Au café de la ville perdue, Anaïs Llobet, Editions de l'Observatoire, The Unamed Bookshelf, Rentrée littéraire Janvier 2022

Quand vous cherchez Varosha sur Google, s’affichent des photos perturbantes, celles d’une ville fantôme, abandonnée derrière son grillage, privée de vie et d’animation, laissée à une dégradation certaine. C’est cette histoire que nous raconte ici Anaïs Llobet, maintenant elle aussi habitante de Chypre. S’appuyant sur l’histoire de la famille Karangelou, elle raconte le désastreux destin d’une île coupée en deux face à l’incapacité de ses habitants de vivre ensemble et à la gourmandise des pays limitrophes. Elle raconte l’invasion de 1974, ce jour où la vie des parents et grand-parents d’Ariana a basculé, ce jour où Varosha est devenu un point mort sur une carte.

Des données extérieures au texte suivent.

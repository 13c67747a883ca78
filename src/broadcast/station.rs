//! The station: one owned object tying catalog, clock and listeners together

use chrono::{DateTime, Utc};
use parking_lot::Mutex;
use serde::Serialize;
use std::sync::Arc;
use std::time::Instant;
use tokio::task::JoinHandle;
use tokio_util::sync::CancellationToken;

use super::{EncoderSupervisor, ListenerSession, Playhead, SharedProducer};
use crate::catalog::TrackCatalog;
use crate::config::{AppConfig, BroadcastConfig, BroadcastMode, EncoderConfig};
use crate::error::{Error, Result};
use crate::fanout::{BackpressureGovernor, ListenerRegistry, ListenerStream, Sink};
use crate::sync::ProgramClock;

/// State of one start/stop cycle
struct BroadcastRun {
    clock: ProgramClock,
    stop: CancellationToken,
    /// Producer or encoder supervisor; independent mode has none
    task: Option<JoinHandle<()>>,
    /// Shared mode only
    playhead: Option<Playhead>,
}

/// What is on air: the shared producer's position while it runs, the
/// program clock otherwise
#[derive(Debug, Clone, PartialEq, Serialize)]
pub struct NowPlaying {
    pub track_index: usize,
    pub track: String,
    pub offset_secs: f64,
    pub duration_secs: f64,
}

/// Station status
#[derive(Debug, Clone, Serialize)]
pub struct StationStatus {
    pub broadcasting: bool,
    pub mode: BroadcastMode,
    pub listeners: usize,
    pub epoch: Option<DateTime<Utc>>,
    pub now_playing: Option<NowPlaying>,
    pub total_duration_secs: f64,
    pub track_count: usize,
    pub catalog_version: u64,
    pub uptime_seconds: u64,
}

pub struct Station {
    config: BroadcastConfig,
    encoder: EncoderConfig,
    catalog: Arc<TrackCatalog>,
    registry: ListenerRegistry,
    governor: BackpressureGovernor,
    run: Mutex<Option<BroadcastRun>>,
    started_at: Instant,
}

impl Station {
    pub fn new(config: &AppConfig, catalog: Arc<TrackCatalog>) -> Arc<Self> {
        let registry = ListenerRegistry::new();
        let governor =
            BackpressureGovernor::new(registry.clone(), config.broadcast.eviction_threshold);
        Arc::new(Self {
            config: config.broadcast.clone(),
            encoder: config.encoder.clone(),
            catalog,
            registry,
            governor,
            run: Mutex::new(None),
            started_at: Instant::now(),
        })
    }

    pub fn mode(&self) -> BroadcastMode {
        self.config.mode
    }

    pub fn catalog(&self) -> &Arc<TrackCatalog> {
        &self.catalog
    }

    pub fn registry(&self) -> &ListenerRegistry {
        &self.registry
    }

    pub fn governor(&self) -> &BackpressureGovernor {
        &self.governor
    }

    /// Clock of the running broadcast
    pub fn clock(&self) -> Option<ProgramClock> {
        self.run.lock().as_ref().map(|run| run.clock)
    }

    pub fn is_broadcasting(&self) -> bool {
        self.run.lock().is_some()
    }

    /// Set the epoch to now and start the mode's broadcast loop.
    ///
    /// Returns `false` if already broadcasting.
    pub fn start_broadcast(&self) -> bool {
        let mut run = self.run.lock();
        if run.is_some() {
            return false;
        }

        let clock = ProgramClock::starting_now();
        let stop = CancellationToken::new();
        let playhead = (self.config.mode == BroadcastMode::Shared).then(Playhead::new);
        let task = match self.config.mode {
            BroadcastMode::Independent => None,
            BroadcastMode::Shared => Some(
                SharedProducer::new(
                    self.catalog.clone(),
                    clock,
                    self.governor.clone(),
                    &self.config,
                )
                .with_playhead(playhead.clone().unwrap_or_default())
                .spawn(stop.clone()),
            ),
            BroadcastMode::Encoder => Some(
                EncoderSupervisor::new(
                    self.catalog.clone(),
                    self.governor.clone(),
                    self.encoder.clone(),
                    self.config.chunk_size,
                )
                .spawn(stop.clone()),
            ),
        };

        tracing::info!(
            mode = self.config.mode.as_str(),
            epoch = %clock.epoch(),
            "Broadcast started"
        );
        *run = Some(BroadcastRun {
            clock,
            stop,
            task,
            playhead,
        });
        true
    }

    /// Stop the loop, disconnect every listener and clear the epoch.
    ///
    /// Returns `false` if not broadcasting.
    pub fn stop_broadcast(&self) -> bool {
        let Some(run) = self.run.lock().take() else {
            return false;
        };
        run.stop.cancel();
        // the loop exits on its own once cancelled
        drop(run.task);
        let closed = self.registry.close_all();
        tracing::info!(listeners = closed, "Broadcast stopped");
        true
    }

    /// Register a new listener and return its byte stream.
    ///
    /// In independent mode this also starts the listener's own reader.
    pub fn connect_listener(&self) -> Result<ListenerStream> {
        let run = self.run.lock();
        let Some(run) = run.as_ref() else {
            return Err(Error::NotBroadcasting);
        };

        let (sink, rx) = Sink::channel(self.config.sink_capacity);
        // under the run lock, so a concurrent stop cannot miss this sink
        self.registry.add(sink.clone());
        if self.config.mode == BroadcastMode::Independent {
            ListenerSession::new(
                sink.clone(),
                self.catalog.clone(),
                run.clock,
                self.governor.clone(),
                &self.config,
            )
            .spawn();
        }

        Ok(ListenerStream::new(sink, rx, self.registry.clone()))
    }

    pub fn now_playing(&self) -> Option<NowPlaying> {
        let (clock, playhead) = {
            let run = self.run.lock();
            let run = run.as_ref()?;
            (run.clock, run.playhead.clone())
        };
        if let Some(playing) = playhead.and_then(|p| p.now_playing()) {
            return Some(playing);
        }

        let catalog = self.catalog.snapshot();
        let position = clock.current_position(&catalog);
        let track = catalog.track(position.track_index)?;
        Some(NowPlaying {
            track_index: position.track_index,
            track: track.name.clone(),
            offset_secs: position.offset_secs,
            duration_secs: track.duration,
        })
    }

    pub fn status(&self) -> StationStatus {
        let catalog = self.catalog.snapshot();
        let clock = self.clock();
        StationStatus {
            broadcasting: clock.is_some(),
            mode: self.config.mode,
            listeners: self.registry.len(),
            epoch: clock.map(|c| c.epoch()),
            now_playing: self.now_playing(),
            total_duration_secs: catalog.total_duration(),
            track_count: catalog.len(),
            catalog_version: self.catalog.version(),
            uptime_seconds: self.started_at.elapsed().as_secs(),
        }
    }
}

impl Drop for Station {
    fn drop(&mut self) {
        if let Some(run) = self.run.get_mut().take() {
            run.stop.cancel();
        }
    }
}
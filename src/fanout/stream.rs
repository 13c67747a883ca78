//! HTTP body side of a sink

use bytes::Bytes;
use futures_util::stream::{BoxStream, Stream, StreamExt};
use std::convert::Infallible;
use std::pin::Pin;
use std::sync::Arc;
use std::task::{Context, Poll};
use tokio::sync::mpsc;
use tokio_stream::wrappers::ReceiverStream;

use super::registry::ListenerRegistry;
use super::sink::Sink;

/// Closes the sink and leaves the registry when the response is dropped
struct DisconnectGuard {
    sink: Arc<Sink>,
    registry: ListenerRegistry,
}

impl Drop for DisconnectGuard {
    fn drop(&mut self) {
        if self.sink.close() {
            tracing::debug!(
                listener = %self.sink.id(),
                bytes = self.sink.bytes_sent(),
                "Listener disconnected"
            );
        }
        self.registry.remove(self.sink.id());
    }
}

/// Bytes queued for one listener, ending when the sink is closed
pub struct ListenerStream {
    inner: BoxStream<'static, Bytes>,
    _guard: DisconnectGuard,
}

impl ListenerStream {
    pub fn new(sink: Arc<Sink>, rx: mpsc::Receiver<Bytes>, registry: ListenerRegistry) -> Self {
        let inner = ReceiverStream::new(rx)
            .take_until(sink.cancel_token().cancelled_owned())
            .boxed();
        Self {
            inner,
            _guard: DisconnectGuard { sink, registry },
        }
    }
}

impl Stream for ListenerStream {
    type Item = Result<Bytes, Infallible>;

    fn poll_next(mut self: Pin<&mut Self>, cx: &mut Context<'_>) -> Poll<Option<Self::Item>> {
        self.inner.poll_next_unpin(cx).map(|chunk| chunk.map(Ok))
    }
}
//! Router and server lifecycle

use axum::{
    routing::{get, post},
    Router,
};
use std::future::Future;
use std::sync::Arc;
use tower_http::cors::CorsLayer;
use tower_http::trace::TraceLayer;

use super::handlers;
use crate::broadcast::Station;
use crate::config::ServerConfig;
use crate::error::Result;

/// Shared handler state
pub struct AppState {
    pub station: Arc<Station>,
}

pub struct WebServer {
    config: ServerConfig,
    state: Arc<AppState>,
}

impl WebServer {
    pub fn new(config: ServerConfig, station: Arc<Station>) -> Self {
        Self {
            config,
            state: Arc::new(AppState { station }),
        }
    }

    pub fn router(&self) -> Router {
        build_router(self.state.clone())
    }

    /// Serve until `shutdown` resolves.
    ///
    /// Listener streams never end on their own, so the broadcast is stopped
    /// before the server drains its connections.
    pub async fn run(self, shutdown: impl Future<Output = ()> + Send + 'static) -> Result<()> {
        let addr = format!("{}:{}", self.config.bind_address, self.config.http_port);
        let listener = tokio::net::TcpListener::bind(&addr).await?;
        tracing::info!("HTTP server listening on http://{}", addr);

        let station = self.state.station.clone();
        let app = self.router();
        axum::serve(listener, app)
            .with_graceful_shutdown(async move {
                shutdown.await;
                tracing::info!("Shutting down HTTP server");
                station.stop_broadcast();
            })
            .await?;
        Ok(())
    }
}

pub fn build_router(state: Arc<AppState>) -> Router {
    Router::new()
        .route("/stream", get(handlers::stream_audio))
        .route("/status", get(handlers::get_status))
        .route("/api/tracks", get(handlers::get_tracks))
        .route("/api/catalog/rescan", post(handlers::rescan_catalog))
        .route("/start-broadcast", post(handlers::start_broadcast))
        .route("/stop-broadcast", post(handlers::stop_broadcast))
        .layer(TraceLayer::new_for_http())
        .layer(CorsLayer::permissive())
        .with_state(state)
}
//! Benchmarks for the late-join hot path
//!
//! Run with: cargo bench --bench clock

use chrono::{Duration, Utc};
use criterion::{criterion_group, criterion_main, BenchmarkId, Criterion};
use std::hint::black_box;

use radio_sync::catalog::{Catalog, Track};
use radio_sync::sync::{to_byte_offset, ProgramClock};

fn catalog(tracks: usize) -> Catalog {
    Catalog::new(
        (0..tracks)
            .map(|index| {
                // 2-6 minute tracks at 128 kbit/s
                let duration = 120.0 + (index % 5) as f64 * 60.0;
                Track {
                    index,
                    name: format!("{:05}.mp3", index),
                    size: (duration * 16_000.0) as u64,
                    probed_duration: Some(duration),
                    duration,
                }
            })
            .collect(),
    )
}

fn bench_position_at(c: &mut Criterion) {
    let mut group = c.benchmark_group("position_at");

    let epoch = Utc::now() - Duration::days(3);
    let clock = ProgramClock::new(epoch);
    let now = Utc::now();

    for tracks in [10, 1_000, 100_000].iter() {
        let catalog = catalog(*tracks);
        group.bench_with_input(BenchmarkId::from_parameter(tracks), tracks, |b, _| {
            b.iter(|| black_box(clock.position_at(black_box(&catalog), black_box(now))));
        });
    }

    group.finish();
}

fn bench_late_join(c: &mut Criterion) {
    let catalog = catalog(1_000);
    let clock = ProgramClock::new(Utc::now() - Duration::hours(7));
    let now = Utc::now();

    c.bench_function("late_join_offset", |b| {
        b.iter(|| {
            let position = clock.position_at(&catalog, black_box(now));
            let track = &catalog.tracks()[position.track_index];
            black_box(to_byte_offset(track, position.offset_secs))
        });
    });
}

criterion_group!(benches, bench_position_at, bench_late_join);
criterion_main!(benches);
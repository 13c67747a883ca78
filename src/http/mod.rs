//! HTTP surface: the audio stream plus a small JSON control API

pub mod handlers;
pub mod server;

pub use server::{AppState, WebServer};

Journaliste de profession, Anaïs Llobet nous offre un récit au plus près de la réalité historique et personnelle des Chypriotes dont elle a collecté les histoires – les remerciements en fin de livre suffisent à nous révéler que cette histoire est avant tout basée sur des faits, et ça rend sa lecture d’autant plus poignante. Alternant les points de vue, elle montre la difficulté, pour un romancier extérieur, de raconter ces histoires qu’il n’a pas vécu, de se mettre à la place de ceux dont la vie a été entièrement bousculée par la haine, les attaques, la partition et les secrets. Dans ce récit, la narratrice, qui rédige son livre au Tis Khamenis Polis, le café de la Ville Perdue, reste toujours « l’étrangère« , celle qui reçoit les histoires, de vies brisées et de familles ruinées sans jamais savoir ce que c’est de l’intérieur. Jouant avec cette réalité inhérente au métier d’écrivain, Anaïs Llobet parvient pourtant à nous offrir un livre très intime, restituant des listes de ressentis livrés par ses personnages et partageant son engagement profond et sans limites dans ce travail de vérité.

Après Les hommes couleur de ciel, sortir un roman avec autant d’épaisseur historique, politique et émotionnelle n’a pas dû être facile. Pour autant, Anaïs Llobet réussit haut la main ce pari, en nous proposant une histoire complètement différente, racontée d’une manière unique, nous offrant des montagnes russes émotionnelles et gravant à jamais dans notre mémoire le nom de Varosha.


Résumé de l’éditeur:

Ariana a grandi à l’ombre du 14, rue Ilios. Sa famille a perdu cette maison pendant l’invasion de Chypre en 1974, lorsque l’armée turque a entouré de barbelés la ville de Varosha. Tandis qu’elle débarrasse les tables du café de son père, elle remarque une jeune femme en train d’écrire. L’étrangère enquête sur cette ville fantôme, mais bute contre les mots : la ville, impénétrable, ne se laisse pas approcher.

Au même moment, Ariana apprend que son père a décidé de vendre la maison familiale. Sa stupeur est grande, d’autant plus que c’est dans cette demeure qu’ont vécu Ioannis et Aridné, ses grands-parents. Se défaire de cet héritage, n’est-ce pas un peu renier leur histoire ? Car Ioannis était chypriote grec, Aridné chypriote turque, et pendant que leur amour grandissait, l’île, déjà, se déchirait.

Ariana propose dès lors un marché à la jeune écrivaine : si elle consigne la mémoire du 14, rue Ilios avant que les bulldozers ne le rasent, elle l’aidera à s’approcher au plus près des secrets du lieu.

Page après page, Varosha se laisse enfin déchiffrer et, avec elle, la tragédie d’une île oubliée.


Je la regardai s’éloigner, le coeur serré. J’avais cru le 14, rue Ilios éternel, comme le Tis Khamenis Polis. En réalité, tout changeait : il n’y avait que l’écriture qui figeait les instants et prétendait les enraciner dans la mémoire. J’étais peut-être parvenue à sauver une maison, quelques souvenirs, une ville, mais ce n’était qu’artifice. Dans la vie, sitôt le livre refermé, l’oubli s’emparerait du reste.